Cerebral small vessel disease (SVD) is one of the most common degenerative vessel disorders of the aging brain. White matter hyperintensities (WMH) on magnetic resonance imaging (MRI) are viewed as typical markers of SVD and are associated with an increased risk of stroke, dementia, and death. Advancing age is the strongest predictor of WMH prevalence and severity. Recent studies have developed a novel biomarker of aging, termed “epigenetic clock”, based on DNA methylation levels at specific sites across the genome, which are strongly correlated with chronological age. The deviation of the DNA methylation (DNAm)-predicted age from the chronological age, defined as “age acceleration”, is used as an index of an individual’s rate of aging.

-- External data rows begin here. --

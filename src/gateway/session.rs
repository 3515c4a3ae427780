//! Session identity and state

use crate::gateway::binding::TransportBinding;
use chrono::{DateTime, Utc};
use serde::Serialize;
use std::fmt;
use std::sync::Arc;
use uuid::Uuid;

/// Longest session id accepted from a client header
const MAX_ID_LEN: usize = 128;

/// Opaque session identifier
///
/// Generated ids are 128-bit random (UUID v4) rendered as 32 hex
/// characters.
#[derive(Debug, Clone, PartialEq, Eq, Hash, Serialize)]
pub struct SessionId(String);

impl SessionId {
    pub fn generate() -> Self {
        Self(Uuid::new_v4().simple().to_string())
    }

    /// Accept a client-supplied id. Only visible ASCII is allowed, as
    /// required for an HTTP header value.
    pub fn parse(raw: &str) -> Option<Self> {
        let raw = raw.trim();
        if raw.is_empty()
            || raw.len() > MAX_ID_LEN
            || !raw.bytes().all(|b| (0x21..=0x7e).contains(&b))
        {
            return None;
        }
        Some(Self(raw.to_string()))
    }

    pub fn as_str(&self) -> &str {
        &self.0
    }
}

impl fmt::Display for SessionId {
    fn fmt(&self, f: &mut fmt::Formatter<'_>) -> fmt::Result {
        f.write_str(&self.0)
    }
}

#[derive(Debug, Clone, Copy, PartialEq, Eq, Serialize)]
#[serde(rename_all = "lowercase")]
pub enum SessionState {
    Initializing,
    Active,
    Closed,
}

impl fmt::Display for SessionState {
    fn fmt(&self, f: &mut fmt::Formatter<'_>) -> fmt::Result {
        let name = match self {
            SessionState::Initializing => "initializing",
            SessionState::Active => "active",
            SessionState::Closed => "closed",
        };
        f.write_str(name)
    }
}

/// Registry entry for one session
pub struct Session {
    pub id: SessionId,
    pub state: SessionState,
    /// Set once the protocol engine has been created
    pub binding: Option<Arc<TransportBinding>>,
    pub created_at: DateTime<Utc>,
    pub last_activity_at: DateTime<Utc>,
}

impl Session {
    pub fn new(id: SessionId) -> Self {
        let now = Utc::now();
        Self {
            id,
            state: SessionState::Initializing,
            binding: None,
            created_at: now,
            last_activity_at: now,
        }
    }

    pub fn touch(&mut self) {
        self.last_activity_at = Utc::now();
    }

    pub fn info(&self) -> SessionInfo {
        SessionInfo {
            id: self.id.clone(),
            state: self.state,
            created_at: self.created_at,
            last_activity_at: self.last_activity_at,
            push_open: self.binding.as_ref().is_some_and(|b| b.is_push_open()),
        }
    }
}

/// Point-in-time snapshot of a session, safe to log or serialize
#[derive(Debug, Clone, Serialize)]
pub struct SessionInfo {
    pub id: SessionId,
    pub state: SessionState,
    pub created_at: DateTime<Utc>,
    pub last_activity_at: DateTime<Utc>,
    pub push_open: bool,
}
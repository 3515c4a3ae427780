//! CLI adapter for Websift
//!
//! Runs the same search and fetch operations the MCP tools expose,
//! straight from the command line.
//! This module sits beside `mcp/`; it drives `core/` directly and borrows
//! only protocol constants from `mcp/`.
//!
//! # Architecture
//!
//! ```text
//!              +------------------+
//!              |     core/        |
//!              |  (domain logic)  |
//!              +--------+---------+
//!                       |
//!          +------------+------------+
//!          |                         |
//!          v                         v
//! +------------------+      +------------------+
//! |      mcp/        |      |      cli/        |
//! | (stdio + gateway)|      | (clap adapter)   |
//! +------------------+      +------------------+
//! ```

pub mod commands;
pub mod output;

use clap::{Parser, Subcommand};

/// Websift - web search and URL-to-markdown
///
/// Search the web and convert pages to markdown from the command line,
/// using the same configuration as the websift MCP server.
#[derive(Parser, Debug)]
#[command(name = "websift")]
#[command(version)]
#[command(about = "Web search and URL-to-markdown", long_about = None)]
#[command(propagate_version = true)]
pub struct Cli {
    /// Output format
    #[arg(long, global = true, default_value = "human")]
    pub format: OutputFormat,

    #[command(subcommand)]
    pub command: Commands,
}

/// Output format for CLI commands
#[derive(Debug, Clone, Copy, Default, PartialEq, Eq, clap::ValueEnum)]
pub enum OutputFormat {
    /// Human-readable output (default)
    #[default]
    Human,
    /// JSON output for scripting
    Json,
}

/// Available CLI commands
///
/// Command names match MCP tool names (underscores become hyphens).
#[derive(Subcommand, Debug)]
pub enum Commands {
    /// Search the web
    #[command(name = "web-search")]
    WebSearch(commands::WebSearchArgs),

    /// Fetch a URL and print it as markdown
    #[command(name = "fetch-markdown")]
    FetchMarkdown(commands::FetchArgs),

    /// Show current configuration
    #[command(name = "show-config")]
    ShowConfig(commands::ConfigArgs),

    /// Show version and server information
    #[command(name = "get-server-info")]
    GetServerInfo(commands::InfoArgs),

    /// Generate shell completion scripts
    ///
    /// Output completion script to stdout. To install:
    ///
    ///   bash:  websift completions bash > ~/.local/share/bash-completion/completions/websift
    ///   zsh:   websift completions zsh > ~/.zfunc/_websift
    ///   fish:  websift completions fish > ~/.config/fish/completions/websift.fish
    Completions(commands::CompletionsArgs),
}

/// Run the CLI with the provided arguments
pub async fn run(cli: Cli) -> Result<(), Box<dyn std::error::Error>> {
    use crate::core::config::Config;
    use crate::core::services::Services;
    use std::sync::Arc;

    let command = match cli.command {
        // Completions don't need services
        Commands::Completions(args) => return commands::completions::execute(args),
        command => command,
    };

    // Load configuration
    let config = Config::load()?;

    // Create services
    let services = Arc::new(Services::new(config)?);

    // Execute command
    match command {
        Commands::WebSearch(args) => {
            commands::web_search::execute(args, &services, cli.format).await
        }
        Commands::FetchMarkdown(args) => {
            commands::fetch_markdown::execute(args, &services, cli.format).await
        }
        Commands::ShowConfig(args) => commands::config::execute(args, &services, cli.format).await,
        Commands::GetServerInfo(args) => commands::info::execute(args, &services, cli.format).await,
        Commands::Completions(args) => commands::completions::execute(args),
    }
}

Here, we estimated blood DNAm age in African-Americans from the Atherosclerosis Risk in Communities (ARIC) study using two methodologies, and examined the cross-sectional association between WMH on MRI and measures of accelerated epigenetic aging.
We hypothesized that DNAm age acceleration, defined as the residual value from the regression of the predicted DNAm age onto chronological age, is associated with greater WMH burden independently of chronological age and other known risk factors, including sex, body mass index, systolic blood pressure, hypertension, diabetes, and current smoking.

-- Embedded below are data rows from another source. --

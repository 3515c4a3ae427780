//! MCP protocol unit tests

#[cfg(test)]
mod tests {
    use serde_json::json;
    use websift::mcp::protocol::*;

    #[test]
    fn test_parse_initialize_request() {
        let json = r#"{
            "jsonrpc": "2.0",
            "id": 1,
            "method": "initialize",
            "params": {
                "protocolVersion": "2025-03-26",
                "capabilities": {"roots": {}},
                "clientInfo": {
                    "name": "test",
                    "version": "1.0"
                }
            }
        }"#;

        let req: JsonRpcRequest = serde_json::from_str(json).unwrap();
        assert_eq!(req.method, "initialize");
        assert_eq!(req.jsonrpc, "2.0");

        let params: InitializeParams = serde_json::from_value(req.params.unwrap()).unwrap();
        assert_eq!(params.protocol_version, "2025-03-26");
        assert_eq!(params.client_info.name, "test");
    }

    #[test]
    fn test_serialize_initialize_result() {
        let result = InitializeResult {
            protocol_version: "2024-11-05".to_string(),
            capabilities: ServerCapabilities {
                tools: ToolsCapability {
                    list_changed: false,
                },
                logging: LoggingCapability::default(),
            },
            server_info: ServerInfo {
                name: SERVER_NAME.to_string(),
                version: "0.1.0".to_string(),
            },
            instructions: None,
        };

        let json = serde_json::to_value(&result).unwrap();
        assert_eq!(json["protocolVersion"], "2024-11-05");
        assert_eq!(json["capabilities"]["tools"]["listChanged"], false);
        assert_eq!(json["capabilities"]["logging"], json!({}));
        assert_eq!(json["serverInfo"]["name"], "websift-mcp");
        assert!(json.get("instructions").is_none());
    }

    #[test]
    fn test_success_response_shape() {
        let response = JsonRpcResponse::success(Some(json!(1)), json!({"ok": true}));
        let json = serde_json::to_value(&response).unwrap();

        assert_eq!(json["jsonrpc"], "2.0");
        assert_eq!(json["id"], 1);
        assert_eq!(json["result"]["ok"], true);
        assert!(json.get("error").is_none());
    }

    #[test]
    fn test_error_response_shape() {
        let response = JsonRpcResponse::failure(Some(json!("a")), METHOD_NOT_FOUND, "nope");
        let json = serde_json::to_value(&response).unwrap();

        assert_eq!(json["error"]["code"], -32601);
        assert_eq!(json["error"]["message"], "nope");
        assert!(json.get("result").is_none());
        assert!(response.is_error());
    }

    #[test]
    fn test_message_classification() {
        let request = JsonRpcMessage::from_value(json!({"jsonrpc": "2.0", "id": 1, "method": "ping"}));
        assert!(request.unwrap().is_request());

        let notification =
            JsonRpcMessage::from_value(json!({"jsonrpc": "2.0", "method": "notifications/initialized"}))
                .unwrap();
        assert!(matches!(notification, JsonRpcMessage::Notification(_)));
        assert_eq!(notification.method(), Some("notifications/initialized"));

        let response =
            JsonRpcMessage::from_value(json!({"jsonrpc": "2.0", "id": 1, "result": {}})).unwrap();
        assert!(matches!(response, JsonRpcMessage::Response(_)));
        assert_eq!(response.method(), None);
    }

    #[test]
    fn test_invalid_messages_rejected() {
        for value in [
            json!({"type": "initialize"}),
            json!({"jsonrpc": "1.0", "id": 1, "method": "ping"}),
            json!({"jsonrpc": "2.0", "id": 1}),
            json!("initialize"),
            json!(42),
        ] {
            let err = JsonRpcMessage::from_value(value.clone()).unwrap_err();
            assert_eq!(err.code, INVALID_REQUEST, "{value} should be invalid");
        }
    }

    #[test]
    fn test_tool_call_params_roundtrip_meta() {
        let params: ToolCallParams = serde_json::from_value(json!({
            "name": "web_search",
            "arguments": {"query": "rust"},
            "_meta": {"progressToken": 7}
        }))
        .unwrap();

        assert_eq!(params.name, "web_search");
        assert_eq!(params.arguments["query"], "rust");
        assert_eq!(params.meta.unwrap().progress_token, Some(json!(7)));
    }

    #[test]
    fn test_tool_result_serialization() {
        let result = ToolResult {
            content: vec![ContentBlock::Text {
                text: "failed".to_string(),
            }],
            is_error: true,
        };
        let json = serde_json::to_value(&result).unwrap();

        assert_eq!(json["content"][0]["type"], "text");
        assert_eq!(json["content"][0]["text"], "failed");
        assert_eq!(json["isError"], true);
    }

    #[test]
    fn test_version_negotiation() {
        assert_eq!(negotiate_version("2024-11-05"), "2024-11-05");
        assert_eq!(negotiate_version("2025-03-26"), "2025-03-26");
        assert_eq!(negotiate_version("1999-01-01"), LATEST_PROTOCOL_VERSION);
    }
}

DNA methylation was measured using the Illumina HM450 array on genomic DNA extracted from blood samples of African-American participants of the ARIC study. We estimated DNAm age using two published algorithms in 713 individuals aged 51-73 with both DNAm and brain MRI data. Linear regression models were used to estimate the association of the natural log-transformed WMH burden with each measure of age acceleration adjusting for covariates.
Age acceleration was significantly associated with WMH burden and results were similar for both estimates of DNAm age. Each unit increase in WMH burden (on the log scale) was associated with a 1.2 and 1.3 year increase in DNAm age after accounting for chronological age and other known risk factors (P=0.01 and 0.004). Further adjustment for blood cell composition did not meaningfully change these results.

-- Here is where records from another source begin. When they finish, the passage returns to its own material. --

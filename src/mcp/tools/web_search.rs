//! Web search tool handler

use super::handler::{text_content, McpToolHandler};
use super::helpers::truncate_text;
use crate::core::services::Services;
use crate::core::types::{SearchRequest, SearchResponse};
use crate::mcp::error::McpError;
use crate::mcp::protocol::{ToolResult, ToolSchema};
use async_trait::async_trait;
use serde::Deserialize;
use serde_json::{json, Value};
use std::sync::Arc;

const MAX_DESCRIPTION_CHARS: usize = 500;

pub struct WebSearchHandler {
    services: Arc<Services>,
}

impl WebSearchHandler {
    pub fn new(services: Arc<Services>) -> Self {
        Self { services }
    }

    fn format_results(&self, response: &SearchResponse) -> String {
        let mut output = format!(
            "Found {} results for '{}' ({}ms):\n\n",
            response.results.len(),
            response.query,
            response.duration_ms
        );

        if response.results.is_empty() {
            output.push_str("No results found. Try broader or different keywords.");
            return output;
        }

        for (i, hit) in response.results.iter().enumerate() {
            let title = if hit.title.trim().is_empty() {
                hit.url.as_str()
            } else {
                hit.title.trim()
            };
            output.push_str(&format!("## {}. {}\n", i + 1, title));
            output.push_str(&format!("**URL:** {}\n", hit.url));
            if let Some(age) = &hit.age {
                output.push_str(&format!("**Age:** {age}\n"));
            }
            if !hit.description.trim().is_empty() {
                output.push('\n');
                output.push_str(&truncate_text(hit.description.trim(), MAX_DESCRIPTION_CHARS));
                output.push('\n');
            }
            output.push('\n');
        }

        output
    }
}

#[async_trait]
impl McpToolHandler for WebSearchHandler {
    fn name(&self) -> &str {
        "web_search"
    }

    fn schema(&self) -> ToolSchema {
        let max_count = self.services.config.search.max_count;
        let default_count = self.services.config.search.default_count;

        ToolSchema {
            name: "web_search".to_string(),
            description: "Search the web and return ranked results with title, URL and snippet. \
                         Use fetch_markdown on a result URL to read the full page. \
                         Requires a search API key on the server."
                .to_string(),
            input_schema: json!({
                "type": "object",
                "properties": {
                    "query": {
                        "type": "string",
                        "description": "Search query",
                        "minLength": 1,
                        "maxLength": 400
                    },
                    "count": {
                        "type": "integer",
                        "description": "Number of results to return",
                        "default": default_count,
                        "minimum": 1,
                        "maximum": max_count
                    },
                    "offset": {
                        "type": "integer",
                        "description": "Result page offset (0-9) for pagination",
                        "default": 0,
                        "minimum": 0,
                        "maximum": 9
                    }
                },
                "required": ["query"]
            }),
        }
    }

    async fn execute(&self, args: Value) -> Result<ToolResult, McpError> {
        #[derive(Deserialize)]
        struct WebSearchArgs {
            query: String,
            #[serde(default)]
            count: Option<usize>,
            #[serde(default)]
            offset: Option<usize>,
        }

        let args: WebSearchArgs =
            serde_json::from_value(args).map_err(|e| McpError::InvalidParams(e.to_string()))?;

        if args.query.trim().is_empty() {
            return Err(McpError::InvalidParams("Query cannot be empty".to_string()));
        }

        let request = SearchRequest {
            query: args.query,
            count: args.count,
            offset: args.offset,
        };

        let response = self.services.search.search(&request).await?;

        Ok(text_content(self.format_results(&response)))
    }
}
//! Session registry
//!
//! The only shared mutable state in the gateway. Every mutation happens
//! under one lock, so concurrent handshakes, closes and lookups never
//! observe a torn entry.

use crate::gateway::binding::TransportBinding;
use crate::gateway::error::GatewayError;
use crate::gateway::session::{Session, SessionId, SessionInfo, SessionState};
use chrono::{DateTime, Utc};
use parking_lot::Mutex;
use std::collections::HashMap;
use std::sync::atomic::{AtomicU64, Ordering};
use std::sync::Arc;

pub struct SessionRegistry {
    sessions: Mutex<HashMap<SessionId, Session>>,
    max_sessions: usize,
    issued: AtomicU64,
}

impl SessionRegistry {
    pub fn new(max_sessions: usize) -> Self {
        Self {
            sessions: Mutex::new(HashMap::new()),
            max_sessions,
            issued: AtomicU64::new(0),
        }
    }

    /// Generate a fresh id and register an `Initializing` session under
    /// it. Generation and insertion happen under the same lock.
    pub fn reserve(&self) -> Result<SessionId, GatewayError> {
        let mut sessions = self.sessions.lock();
        if sessions.len() >= self.max_sessions {
            return Err(GatewayError::CapacityExhausted(self.max_sessions));
        }

        let id = loop {
            let candidate = SessionId::generate();
            if !sessions.contains_key(&candidate) {
                break candidate;
            }
        };

        sessions.insert(id.clone(), Session::new(id.clone()));
        self.issued.fetch_add(1, Ordering::Relaxed);
        Ok(id)
    }

    /// Attach the transport binding to a reserved session. Returns
    /// false if the session is no longer registered.
    pub fn bind(&self, id: &SessionId, binding: Arc<TransportBinding>) -> bool {
        match self.sessions.lock().get_mut(id) {
            Some(session) if session.binding.is_none() => {
                session.binding = Some(binding);
                true
            }
            _ => false,
        }
    }

    /// `Initializing -> Active`. Returns false when the session is gone
    /// or was already activated.
    pub fn activate(&self, id: &SessionId) -> bool {
        match self.sessions.lock().get_mut(id) {
            Some(session) if session.state == SessionState::Initializing => {
                session.state = SessionState::Active;
                session.touch();
                true
            }
            _ => false,
        }
    }

    /// Remove a session, marking it `Closed`. Returns `None` when it
    /// was not registered.
    pub fn remove(&self, id: &SessionId) -> Option<Session> {
        let mut session = self.sessions.lock().remove(id)?;
        session.state = SessionState::Closed;
        Some(session)
    }

    /// Binding of an active session, refreshing its activity time.
    /// Sessions still initializing are not visible here.
    pub fn lookup(&self, id: &SessionId) -> Option<Arc<TransportBinding>> {
        let mut sessions = self.sessions.lock();
        let session = sessions.get_mut(id)?;
        if session.state != SessionState::Active {
            return None;
        }
        session.touch();
        session.binding.clone()
    }

    pub fn info(&self, id: &SessionId) -> Option<SessionInfo> {
        self.sessions.lock().get(id).map(Session::info)
    }

    pub fn ids(&self) -> Vec<SessionId> {
        self.sessions.lock().keys().cloned().collect()
    }

    /// Active sessions with no activity since `cutoff`
    pub fn idle_since(&self, cutoff: DateTime<Utc>) -> Vec<(SessionId, Option<Arc<TransportBinding>>)> {
        self.sessions
            .lock()
            .values()
            .filter(|s| s.state == SessionState::Active && s.last_activity_at < cutoff)
            .map(|s| (s.id.clone(), s.binding.clone()))
            .collect()
    }

    pub fn len(&self) -> usize {
        self.sessions.lock().len()
    }

    pub fn is_empty(&self) -> bool {
        self.len() == 0
    }

    /// Total ids handed out over the registry's lifetime
    pub fn issued(&self) -> u64 {
        self.issued.load(Ordering::Relaxed)
    }
}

In this population-based study of middle-aged to older African-American adults, we report evidence of an association between accelerated epigenetic aging of blood and increased WMH burden, independent of known risk factors, including chronologic age. Additional studies are ongoing to clarify whether DNAm age is simply a marker of the rate of aging or reflects biological mechanisms implicated in the aging of the cerebral white matter.